The recursive partitions using smaller additive trees, which are unique to BT and BF methods identified a set of predictor variables that were common to both modeling types. Four common predictor variables in these bootstrapped additive trees for MDF were: ‘face plate position’, ‘press position time’, ‘face steam flow’, and ‘adhesive percent’ (Table 2). The R² in training and validation for the BT was 0.758 and 0.552, respectively. The R² in training and R² in validation for the BF was 0.628 and 0.484, respectively. Even though the R² in validation is not high, these common variables explain a reasonable proportion of the variation influencing tensile strength. Screening designs may not have led to a similar result in a short amount of time. The means and variances of the dependent variable tensile strength (kPa) in the training and validation datasets were similar for the 10-fold cross validation with an

\overset{=}{x} = 946.7, \bar{s} = 95.6 \bar{M} = 944.6, \bar{C V} = 10.1 %

in the training dataset; and

\overset{=}{x} = 946.4, \bar{s} = 91.2, \bar{M} = 945.9, \bar{C V} = 9.6 %

in the validation dataset.

The boosted tree (BT) and bootstrap forest (BF) with k = 1000 and k = 10,000 bootstraps for the OSB data revealed a set of five common predictor variables: ‘wet bin speed’, ‘flake moisture content’, ‘dryer inlet temperature’, ‘dryer outlet temperature’, and ‘wood weight’ (Table 3). The R² in training and R² in validation for the BT was 0.675 and 0.410, respectively. The R² in training and validation for the BF were 0.534 and 0.304, respectively. The means and variances of the dependent variable ultimate static load (kg) in the training and validation datasets were similar across the 10-fold cross validation with an

\overset{=}{x} = 213.7, \bar{s} = 28.1, \bar{M} = 210.6, \bar{C V} = 5.9 %

in the training dataset; and

\overset{=}{x} = 204.8, \bar{s} = 27.7, \bar{M} = 204.0, \bar{C V} = 6.1 %

in the validation dataset. Again, even though the R² in validation is not high, these five variables explain a reasonable proportion of the variation influencing ultimate static load. In order to find reasonable split points and levels for factors to be tested in designed experiment regression, tree models were developed using the five common independent variables previously mentioned.
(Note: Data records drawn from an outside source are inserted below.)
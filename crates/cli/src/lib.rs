//! Client side of the expense tracker API.
//!
//! A [`Client`] is stateless: the logged-in identity lives in a [`Session`]
//! returned by [`Client::login`] and handed back to every protected call.

pub use client::{Client, Session};
pub use error::{ClientError, Result};

mod client;
mod error;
4.2. RT Models as a Precursor for Response Surface Methods

The following examples for designed experiments are presented to demonstrate that kernel tree results can be helpful in designing a DOE without time consuming prescreening designs. Assuming that experimental runs are costly, several response surface designs are presented that minimize the number of runs while maintaining an

α = 0.05

while maximizing the power of the experiment.

Designs for MDF from the RT model. From the RT model for MDF, a fractional factorial Resolution IV design with 2^k−1, k = 4 with a replicate would require n = 16 runs. This design has a power of 82% for the main effects (

α = 0.05

), given a standard deviation of 95 kPa with the ability to detect a difference in the mean tensile strength of 950 kPa (Table 4). From the RT model results (Figure 1), the factor notation is: A = ‘face plate position’, B = ‘adhesive percent’, C = ‘press position time’, and D = ‘face steam flow.’ The aliasing structure for this fractional factorial design is A = BCD, B = ACD, C = ABD, D = ABC, AB = CD, AC = BD, and AD = BC. Even though this may be a feasible design for the analyst, it only explores the corner points of the data space. Box and Behnken [1] proposed the Box–Behnken design when points at the corners are costly [48]. A Box–Behnken design with n = 27 runs is presented in Figure 3, with the run order given in Table 5. If the analyst can afford three more experimental runs and corner points may be risky for the process, a spherical circumscribed central composite (CCD) RSM, k = 4, with four axial points is an option (Figure 3). A full factorial design would have only the corner points examined and requires n = 32 runs which includes a replicate.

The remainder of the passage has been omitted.